Role of 830nm Low Reactive Level Laser on the Growth of an Implanted Glioma in Mice

Abstract

The effect of low reactive level laser therapy (LLLT: 830nm, 60mW, continuous wave) was studied using the model of a glioma implanted in mice. Two different models were used. In the first model, therapies were applied post the first day of glioma implantation; in the second model, post the fourteenth day of glioma implantation. Using the first model, therapies were designed as follows. 1) control group (no therapy), 2) direct LLLT (15 seconds twice per day; on the skin covering the implanted glioma), 3) indirect LLLT (15 seconds twice per day; on abdominal skin area rather than the site of the implanted glioma), 4) indirect LLLT (30 seconds twice per day), 5) anti-cancer drug (ACNU) group, 6) mouse β-interferon (Mu-β-IFN) group, 7) direct LLLT plus Mu-β-IFN group, 8) ACNU plus Mu-β-IFN group, 9) indirect LLLT (15 seconds twice per day) plus ACNU plus Mu-β-IFN group. Using the second model, therapies were designed as follows. 1) control group (no therapy), 2) indirect LLLT (15 seconds twice per day), 3) indirect LLLT (15 seconds twice per day) plus Mu-β-IFN group, 4) Mu-β-IFN plus ACNU group. Our results indicated that, applied on the first day after glioma implatation, both direct and indirect LLLT were effective in inhibiting the tumor growth.

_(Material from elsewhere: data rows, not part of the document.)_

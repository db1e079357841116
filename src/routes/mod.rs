// SPDX-License-Identifier: MIT
// Copyright 2026 Roland Dreier <roland@rolandd.dev>

//! HTTP route handlers.

pub mod api;
pub mod auth;
pub mod live;
pub mod session;
pub mod webhook;

use crate::middleware::auth::require_auth;
use crate::AppState;
use axum::http::{header, Method};
use axum::{middleware, routing::get, Json, Router};
use serde::Serialize;
use std::sync::Arc;
use tower_http::cors::CorsLayer;
use tower_http::trace::{DefaultMakeSpan, DefaultOnResponse, TraceLayer};
use tracing::Level;
#[cfg(feature = "binding-generation")]
use ts_rs::TS;

#[derive(Serialize)]
#[cfg_attr(feature = "binding-generation", derive(TS))]
#[cfg_attr(
    feature = "binding-generation",
    ts(export, export_to = "web/src/lib/generated/")
)]
pub struct HealthResponse {
    pub status: String,
    pub build_id: String,
}

/// Health check response
async fn health_check() -> Json<HealthResponse> {
    let build_id = option_env!("BUILD_ID").unwrap_or("unknown").to_string();
    Json(HealthResponse {
        status: "ok".to_string(),
        build_id,
    })
}

/// Build the complete router with all routes.
pub fn create_router(state: Arc<AppState>) -> Router {
    // CORS: the configured frontend plus localhost for dev
    let frontend_url = state.config.frontend_url.clone();
    let cors = CorsLayer::new()
        .allow_origin(tower_http::cors::AllowOrigin::predicate(
            move |origin: &axum::http::HeaderValue, _request_parts: &axum::http::request::Parts| {
                let origin_str = origin.to_str().unwrap_or("");
                origin_str == frontend_url
                    || origin_str.starts_with("http://localhost")
                    || origin_str.starts_with("http://127.0.0.1")
            },
        ))
        .allow_credentials(true)
        .allow_methods([
            Method::GET,
            Method::POST,
            Method::PUT,
            Method::DELETE,
            Method::OPTIONS,
        ])
        .allow_headers([header::CONTENT_TYPE, header::AUTHORIZATION, header::ACCEPT]);

    // Public routes (webhook carries its own signature check)
    let public_routes = Router::new()
        .route("/health", get(health_check))
        .merge(webhook::routes(state.clone()));

    // Protected routes (auth required)
    let protected_routes = Router::new()
        .merge(api::routes())
        .merge(session::routes())
        .merge(live::routes())
        .merge(auth::routes())
        .route_layer(middleware::from_fn_with_state(state.clone(), require_auth));

    Router::new()
        .merge(public_routes)
        .merge(protected_routes)
        .layer(middleware::from_fn(
            crate::middleware::security::add_security_headers,
        ))
        .layer(cors)
        .layer(
            TraceLayer::new_for_http()
                .make_span_with(DefaultMakeSpan::new().level(Level::INFO))
                .on_response(DefaultOnResponse::new().level(Level::INFO)),
        )
        .with_state(state)
}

In addition, it appeared that the effect of LLLT might be dose-dependent. Finally, the group of direct LLLT plus Mu-β-IFN was most effective in limiting the tumor growth and the incidence of growth as compaired with the other groups. However, when applied to the model fourteen days after glioma implantation, indirect LLLT contributed to tumor growth. LLLT (830nm, 60mW) may therefore be one of the biological responsive modifier's via skin tissue. Also, the active role of the LLLT in vivo model might depend on the biological interaction between the tumor bearing host and the tumor.